Every entry must be output exactly as it was written.

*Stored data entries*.
++++++++
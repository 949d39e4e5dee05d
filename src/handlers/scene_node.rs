//! Handler for lightweight static scene-node representations
//!
//! Used for attachments that need no actor of their own, e.g. a holstered
//! magazine or a decorative charm.

use crate::core::types::{ItemId, SlotId};
use crate::engine::AttachmentContext;
use crate::items::{FragmentKind, ItemEntry};
use crate::records::AttachmentRecord;
use crate::scene::RepresentationKind;

use super::common::{self, HandlerCommon};
use super::AttachmentHandler;

pub struct SceneNodeHandler {
    common: HandlerCommon,
}

impl SceneNodeHandler {
    pub fn new(common: HandlerCommon) -> Self {
        Self { common }
    }
}

impl AttachmentHandler for SceneNodeHandler {
    fn supported_fragment(&self) -> Option<FragmentKind> {
        Some(FragmentKind::SceneNodeAttachment)
    }

    fn handle_item_added_to_slot(
        &self,
        ctx: &mut AttachmentContext,
        item: &ItemEntry,
        owner: Option<&ItemEntry>,
    ) -> bool {
        if !self
            .common
            .supports_item(ctx, FragmentKind::SceneNodeAttachment, item)
        {
            return false;
        }
        let Some(record) = self.common.make_record(ctx, item, owner) else {
            return false;
        };
        ctx.add_attached_record(record);
        true
    }

    fn handle_item_removed_from_slot(
        &self,
        ctx: &mut AttachmentContext,
        item: &ItemEntry,
        _slot: &SlotId,
        _owner: Option<&ItemEntry>,
    ) {
        common::detach_representation(ctx, &item.id);
        ctx.remove_record(&item.id);
    }

    fn handle_item_attach(
        &self,
        ctx: &mut AttachmentContext,
        item_id: ItemId,
        _owner_id: Option<ItemId>,
    ) {
        common::attach_representation(
            &self.common,
            ctx,
            FragmentKind::SceneNodeAttachment,
            RepresentationKind::SceneNode,
            item_id,
        );
    }

    fn handle_item_detach(
        &self,
        ctx: &mut AttachmentContext,
        item_id: ItemId,
        _owner_id: Option<ItemId>,
    ) {
        common::detach_representation(ctx, &item_id);
    }

    fn handle_attachment_changed(&self, ctx: &mut AttachmentContext, record: &AttachmentRecord) {
        common::refresh_representation(
            &self.common,
            ctx,
            FragmentKind::SceneNodeAttachment,
            RepresentationKind::SceneNode,
            record,
        );
    }
}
++++++++
*RESULT OF THE TASK*.
repository 949d39e4e5dee05d
filename src/handlers/scene_node.rs
//! Handler for lightweight static scene-node representations
//!
//! Used for attachments that need no actor of their own, e.g. a holstered
//! magazine or a decorative charm.

use crate::core::types::{ItemId, SlotId};
use crate::engine::AttachmentContext;
use crate::items::{FragmentKind, ItemEntry};
use crate::records::AttachmentRecord;
use crate::scene::RepresentationKind;

use super::common::{self, HandlerCommon};
use super::AttachmentHandler;

pub struct SceneNodeHandler {
    common: HandlerCommon,
}

impl SceneNodeHandler {
    pub fn new(common: HandlerCommon) -> Self {
        Self { common }
    }
}

impl AttachmentHandler for SceneNodeHandler {
    fn supported_fragment(&self) -> Option<FragmentKind> {
        Some(FragmentKind::SceneNodeAttachment)
    }

    fn handle_item_added_to_slot(
        &self,
        ctx: &mut AttachmentContext,
        item: &ItemEntry,
        owner: Option<&ItemEntry>,
    ) -> bool {
        if !self
            .common
            .supports_item(ctx, FragmentKind::SceneNodeAttachment, item)
        {
            return false;
        }
        let Some(record) = self.common.make_record(ctx, item, owner) else {
            return false;
        };
        ctx.add_attached_record(record);
        true
    }

    fn handle_item_removed_from_slot(
        &self,
        ctx: &mut AttachmentContext,
        item: &ItemEntry,
        _slot: &SlotId,
        _owner: Option<&ItemEntry>,
    ) {
        common::detach_representation(ctx, &item.id);
        ctx.remove_record(&item.id);
    }

    fn handle_item_attach(
        &self,
        ctx: &mut AttachmentContext,
        item_id: ItemId,
        _owner_id: Option<ItemId>,
    ) {
        common::attach_representation(
            &self.common,
            ctx,
            FragmentKind::SceneNodeAttachment,
            RepresentationKind::SceneNode,
            item_id,
        );
    }

    fn handle_item_detach(
        &self,
        ctx: &mut AttachmentContext,
        item_id: ItemId,
        _owner_id: Option<ItemId>,
    ) {
        common::detach_representation(ctx, &item_id);
    }

    fn handle_attachment_changed(&self, ctx: &mut AttachmentContext, record: &AttachmentRecord) {
        common::refresh_representation(
            &self.common,
            ctx,
            FragmentKind::SceneNodeAttachment,
            RepresentationKind::SceneNode,
            record,
        );
    }
}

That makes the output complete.